Stored items
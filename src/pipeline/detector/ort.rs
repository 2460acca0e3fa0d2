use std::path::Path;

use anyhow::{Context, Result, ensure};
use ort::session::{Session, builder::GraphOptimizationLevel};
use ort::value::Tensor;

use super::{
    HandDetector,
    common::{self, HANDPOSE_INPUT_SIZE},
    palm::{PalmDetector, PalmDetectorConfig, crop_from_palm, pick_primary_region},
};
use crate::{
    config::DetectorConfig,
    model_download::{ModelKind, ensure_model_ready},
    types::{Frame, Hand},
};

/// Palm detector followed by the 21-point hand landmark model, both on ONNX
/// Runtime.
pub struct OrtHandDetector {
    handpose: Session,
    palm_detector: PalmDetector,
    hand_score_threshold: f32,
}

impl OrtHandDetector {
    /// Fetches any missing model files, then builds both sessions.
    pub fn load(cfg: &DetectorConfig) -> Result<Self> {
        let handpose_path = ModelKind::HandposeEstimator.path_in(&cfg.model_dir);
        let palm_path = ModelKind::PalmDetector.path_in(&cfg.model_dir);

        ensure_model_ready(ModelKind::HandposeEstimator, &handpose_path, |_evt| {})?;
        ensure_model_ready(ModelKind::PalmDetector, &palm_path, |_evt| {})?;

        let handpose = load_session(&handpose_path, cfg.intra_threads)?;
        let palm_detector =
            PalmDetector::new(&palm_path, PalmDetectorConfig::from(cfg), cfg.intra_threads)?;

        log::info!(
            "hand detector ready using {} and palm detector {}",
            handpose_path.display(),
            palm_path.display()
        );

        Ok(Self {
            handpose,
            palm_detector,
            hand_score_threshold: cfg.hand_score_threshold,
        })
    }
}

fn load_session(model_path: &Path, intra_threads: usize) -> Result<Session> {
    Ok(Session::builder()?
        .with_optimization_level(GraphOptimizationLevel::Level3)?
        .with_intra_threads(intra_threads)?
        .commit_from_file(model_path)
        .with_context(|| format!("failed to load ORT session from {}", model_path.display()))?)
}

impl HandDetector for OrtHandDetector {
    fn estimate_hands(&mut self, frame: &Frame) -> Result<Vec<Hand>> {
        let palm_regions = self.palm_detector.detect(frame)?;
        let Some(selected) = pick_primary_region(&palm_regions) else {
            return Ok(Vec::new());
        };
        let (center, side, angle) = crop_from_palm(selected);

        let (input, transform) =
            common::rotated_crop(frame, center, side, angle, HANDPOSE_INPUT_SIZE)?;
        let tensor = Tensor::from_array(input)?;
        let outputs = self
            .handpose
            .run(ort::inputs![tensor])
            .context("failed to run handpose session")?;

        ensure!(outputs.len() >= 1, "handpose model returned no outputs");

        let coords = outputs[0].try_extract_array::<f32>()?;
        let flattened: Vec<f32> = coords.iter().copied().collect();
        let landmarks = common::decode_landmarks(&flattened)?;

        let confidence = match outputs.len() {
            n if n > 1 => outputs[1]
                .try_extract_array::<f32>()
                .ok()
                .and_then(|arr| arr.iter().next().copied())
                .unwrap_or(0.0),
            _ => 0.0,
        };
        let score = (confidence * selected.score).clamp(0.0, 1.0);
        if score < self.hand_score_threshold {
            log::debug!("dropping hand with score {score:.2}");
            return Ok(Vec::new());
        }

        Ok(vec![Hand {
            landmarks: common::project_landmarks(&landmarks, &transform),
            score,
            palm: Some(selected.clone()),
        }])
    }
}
--
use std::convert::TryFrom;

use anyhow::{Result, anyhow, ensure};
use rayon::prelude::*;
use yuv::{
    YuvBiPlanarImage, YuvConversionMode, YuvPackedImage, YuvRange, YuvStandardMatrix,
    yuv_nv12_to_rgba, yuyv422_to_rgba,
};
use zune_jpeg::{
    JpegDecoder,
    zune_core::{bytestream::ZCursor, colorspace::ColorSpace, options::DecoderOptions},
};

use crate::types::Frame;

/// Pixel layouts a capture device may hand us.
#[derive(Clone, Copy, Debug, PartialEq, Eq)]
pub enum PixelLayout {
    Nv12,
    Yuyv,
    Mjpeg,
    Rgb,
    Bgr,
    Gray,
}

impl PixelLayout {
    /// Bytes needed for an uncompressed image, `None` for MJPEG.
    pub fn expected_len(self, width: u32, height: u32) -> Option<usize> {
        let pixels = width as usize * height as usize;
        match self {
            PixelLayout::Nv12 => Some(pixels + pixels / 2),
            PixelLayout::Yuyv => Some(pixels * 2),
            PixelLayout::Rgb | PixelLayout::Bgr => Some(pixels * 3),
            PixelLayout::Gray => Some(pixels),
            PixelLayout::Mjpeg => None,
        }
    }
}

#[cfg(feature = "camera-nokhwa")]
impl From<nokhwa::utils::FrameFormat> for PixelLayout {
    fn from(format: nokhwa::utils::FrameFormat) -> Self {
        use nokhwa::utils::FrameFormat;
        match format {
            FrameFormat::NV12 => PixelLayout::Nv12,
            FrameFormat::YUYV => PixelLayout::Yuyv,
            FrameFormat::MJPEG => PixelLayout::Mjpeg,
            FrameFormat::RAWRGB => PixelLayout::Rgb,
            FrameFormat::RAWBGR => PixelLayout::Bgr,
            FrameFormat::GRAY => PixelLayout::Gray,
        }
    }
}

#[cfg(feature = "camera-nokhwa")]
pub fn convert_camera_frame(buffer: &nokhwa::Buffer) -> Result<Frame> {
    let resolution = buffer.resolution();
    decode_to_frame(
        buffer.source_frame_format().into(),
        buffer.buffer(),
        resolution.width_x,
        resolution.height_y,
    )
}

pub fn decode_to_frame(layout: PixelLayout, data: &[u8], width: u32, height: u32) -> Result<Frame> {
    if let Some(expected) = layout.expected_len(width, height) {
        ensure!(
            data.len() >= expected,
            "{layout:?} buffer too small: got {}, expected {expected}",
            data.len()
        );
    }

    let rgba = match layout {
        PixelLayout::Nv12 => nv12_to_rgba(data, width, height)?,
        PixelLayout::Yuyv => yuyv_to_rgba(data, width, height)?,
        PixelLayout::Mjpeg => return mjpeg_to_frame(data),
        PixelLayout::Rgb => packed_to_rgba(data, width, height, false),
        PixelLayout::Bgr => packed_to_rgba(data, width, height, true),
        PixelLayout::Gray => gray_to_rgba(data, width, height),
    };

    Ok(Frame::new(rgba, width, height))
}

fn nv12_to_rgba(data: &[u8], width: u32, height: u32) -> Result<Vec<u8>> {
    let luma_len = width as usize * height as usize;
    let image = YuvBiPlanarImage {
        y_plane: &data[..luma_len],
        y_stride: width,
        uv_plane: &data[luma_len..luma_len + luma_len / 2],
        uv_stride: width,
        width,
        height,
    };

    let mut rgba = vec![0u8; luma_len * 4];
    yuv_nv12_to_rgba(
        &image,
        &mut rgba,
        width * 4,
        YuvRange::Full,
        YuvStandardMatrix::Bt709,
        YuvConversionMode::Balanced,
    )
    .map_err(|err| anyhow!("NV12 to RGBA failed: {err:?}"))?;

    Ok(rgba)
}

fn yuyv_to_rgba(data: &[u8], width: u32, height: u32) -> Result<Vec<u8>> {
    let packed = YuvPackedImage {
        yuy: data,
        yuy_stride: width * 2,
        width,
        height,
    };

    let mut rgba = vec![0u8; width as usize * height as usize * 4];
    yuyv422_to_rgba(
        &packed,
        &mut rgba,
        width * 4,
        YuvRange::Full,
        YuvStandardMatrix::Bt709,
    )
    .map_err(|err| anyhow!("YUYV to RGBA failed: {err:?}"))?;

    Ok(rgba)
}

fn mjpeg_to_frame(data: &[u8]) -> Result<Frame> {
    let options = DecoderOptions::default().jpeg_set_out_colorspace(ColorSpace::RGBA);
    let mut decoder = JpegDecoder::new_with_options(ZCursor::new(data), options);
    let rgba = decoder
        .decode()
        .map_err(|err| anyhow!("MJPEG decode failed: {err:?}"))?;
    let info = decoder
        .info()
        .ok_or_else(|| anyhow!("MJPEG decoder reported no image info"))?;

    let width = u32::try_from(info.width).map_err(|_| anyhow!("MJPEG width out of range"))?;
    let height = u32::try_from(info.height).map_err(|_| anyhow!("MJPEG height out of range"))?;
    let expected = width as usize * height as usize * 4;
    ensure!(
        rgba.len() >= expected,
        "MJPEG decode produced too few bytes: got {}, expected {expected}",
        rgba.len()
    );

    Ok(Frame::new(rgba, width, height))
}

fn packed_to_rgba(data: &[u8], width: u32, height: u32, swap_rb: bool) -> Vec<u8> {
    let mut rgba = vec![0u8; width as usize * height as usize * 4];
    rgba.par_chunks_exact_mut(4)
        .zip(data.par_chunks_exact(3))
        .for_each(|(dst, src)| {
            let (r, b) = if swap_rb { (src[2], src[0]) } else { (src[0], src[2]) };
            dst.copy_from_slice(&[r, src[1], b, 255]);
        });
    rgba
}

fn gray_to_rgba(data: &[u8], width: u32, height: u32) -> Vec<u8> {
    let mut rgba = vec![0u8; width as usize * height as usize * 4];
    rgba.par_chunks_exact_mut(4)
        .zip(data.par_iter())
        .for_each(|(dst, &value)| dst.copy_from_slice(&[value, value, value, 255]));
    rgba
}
* * *
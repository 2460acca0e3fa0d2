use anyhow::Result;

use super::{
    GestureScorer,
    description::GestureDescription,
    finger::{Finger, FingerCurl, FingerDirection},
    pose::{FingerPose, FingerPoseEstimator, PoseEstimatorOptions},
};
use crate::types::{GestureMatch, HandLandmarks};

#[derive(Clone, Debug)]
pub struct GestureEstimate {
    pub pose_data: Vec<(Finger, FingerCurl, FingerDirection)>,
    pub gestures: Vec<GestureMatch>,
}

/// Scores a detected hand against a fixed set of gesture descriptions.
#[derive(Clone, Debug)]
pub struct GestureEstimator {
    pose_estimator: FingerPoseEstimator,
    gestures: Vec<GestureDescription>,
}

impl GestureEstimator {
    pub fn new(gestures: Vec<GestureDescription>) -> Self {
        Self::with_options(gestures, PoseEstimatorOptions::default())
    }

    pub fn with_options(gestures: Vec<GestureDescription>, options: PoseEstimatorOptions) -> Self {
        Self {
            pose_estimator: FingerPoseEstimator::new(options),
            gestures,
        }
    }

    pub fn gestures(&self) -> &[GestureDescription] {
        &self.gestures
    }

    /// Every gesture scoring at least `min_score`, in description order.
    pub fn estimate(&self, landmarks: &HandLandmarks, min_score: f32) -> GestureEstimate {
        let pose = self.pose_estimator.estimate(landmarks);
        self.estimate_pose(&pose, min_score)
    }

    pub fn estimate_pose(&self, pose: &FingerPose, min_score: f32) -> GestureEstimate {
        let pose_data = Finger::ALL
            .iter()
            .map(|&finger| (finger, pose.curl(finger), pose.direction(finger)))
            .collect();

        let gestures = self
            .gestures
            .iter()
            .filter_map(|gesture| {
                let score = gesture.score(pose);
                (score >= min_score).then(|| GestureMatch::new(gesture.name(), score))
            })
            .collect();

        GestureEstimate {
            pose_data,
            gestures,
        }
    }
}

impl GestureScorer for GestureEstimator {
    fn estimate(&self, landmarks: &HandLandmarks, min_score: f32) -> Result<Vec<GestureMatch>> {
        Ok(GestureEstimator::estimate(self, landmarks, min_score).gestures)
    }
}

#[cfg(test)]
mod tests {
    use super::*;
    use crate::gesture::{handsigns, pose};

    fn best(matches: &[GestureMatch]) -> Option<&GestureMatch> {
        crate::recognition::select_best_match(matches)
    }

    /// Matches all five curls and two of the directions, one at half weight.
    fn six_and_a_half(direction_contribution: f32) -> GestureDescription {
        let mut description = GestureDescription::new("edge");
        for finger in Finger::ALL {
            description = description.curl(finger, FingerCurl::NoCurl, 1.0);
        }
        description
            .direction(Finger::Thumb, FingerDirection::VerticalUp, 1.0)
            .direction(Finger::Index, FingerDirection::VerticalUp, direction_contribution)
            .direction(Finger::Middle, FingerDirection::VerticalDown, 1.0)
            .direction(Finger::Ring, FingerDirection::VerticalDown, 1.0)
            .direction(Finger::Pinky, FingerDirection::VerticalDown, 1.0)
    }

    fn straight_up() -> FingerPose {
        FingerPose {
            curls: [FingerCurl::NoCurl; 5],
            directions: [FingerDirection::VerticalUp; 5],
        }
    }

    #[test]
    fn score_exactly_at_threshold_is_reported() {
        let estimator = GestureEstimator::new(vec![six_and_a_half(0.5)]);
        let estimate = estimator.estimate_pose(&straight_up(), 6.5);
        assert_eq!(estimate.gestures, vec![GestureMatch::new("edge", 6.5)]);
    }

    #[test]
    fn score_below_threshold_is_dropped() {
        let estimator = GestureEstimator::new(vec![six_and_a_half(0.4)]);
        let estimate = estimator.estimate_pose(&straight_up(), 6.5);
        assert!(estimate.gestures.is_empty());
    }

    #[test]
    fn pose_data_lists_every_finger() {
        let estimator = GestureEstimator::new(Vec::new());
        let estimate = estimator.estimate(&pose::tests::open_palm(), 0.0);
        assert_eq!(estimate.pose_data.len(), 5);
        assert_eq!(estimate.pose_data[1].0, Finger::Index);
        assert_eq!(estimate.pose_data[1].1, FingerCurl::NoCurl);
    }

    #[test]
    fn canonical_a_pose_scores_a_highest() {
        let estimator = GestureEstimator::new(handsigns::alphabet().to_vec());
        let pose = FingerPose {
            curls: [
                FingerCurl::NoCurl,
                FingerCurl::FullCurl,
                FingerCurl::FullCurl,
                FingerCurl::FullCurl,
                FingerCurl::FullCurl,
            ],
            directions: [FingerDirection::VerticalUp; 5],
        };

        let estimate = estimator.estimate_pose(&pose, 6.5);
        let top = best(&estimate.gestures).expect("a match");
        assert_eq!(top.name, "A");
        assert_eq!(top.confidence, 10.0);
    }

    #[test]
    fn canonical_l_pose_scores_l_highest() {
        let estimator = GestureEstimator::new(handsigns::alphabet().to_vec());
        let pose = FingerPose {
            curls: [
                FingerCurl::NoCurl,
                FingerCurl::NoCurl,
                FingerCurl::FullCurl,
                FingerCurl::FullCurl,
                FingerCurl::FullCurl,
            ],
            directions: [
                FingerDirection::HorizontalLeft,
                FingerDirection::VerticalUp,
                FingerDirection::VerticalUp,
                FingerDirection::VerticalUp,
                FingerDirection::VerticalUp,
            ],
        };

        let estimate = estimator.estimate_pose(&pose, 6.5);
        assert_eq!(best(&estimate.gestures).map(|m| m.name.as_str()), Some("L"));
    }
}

# [PROMPT]
Select every line of the records holding the string "coords".

# [ANSWER SECTION]
        let coords = outputs[0].try_extract_array::<f32>()?;
        let flattened: Vec<f32> = coords.iter().copied().collect();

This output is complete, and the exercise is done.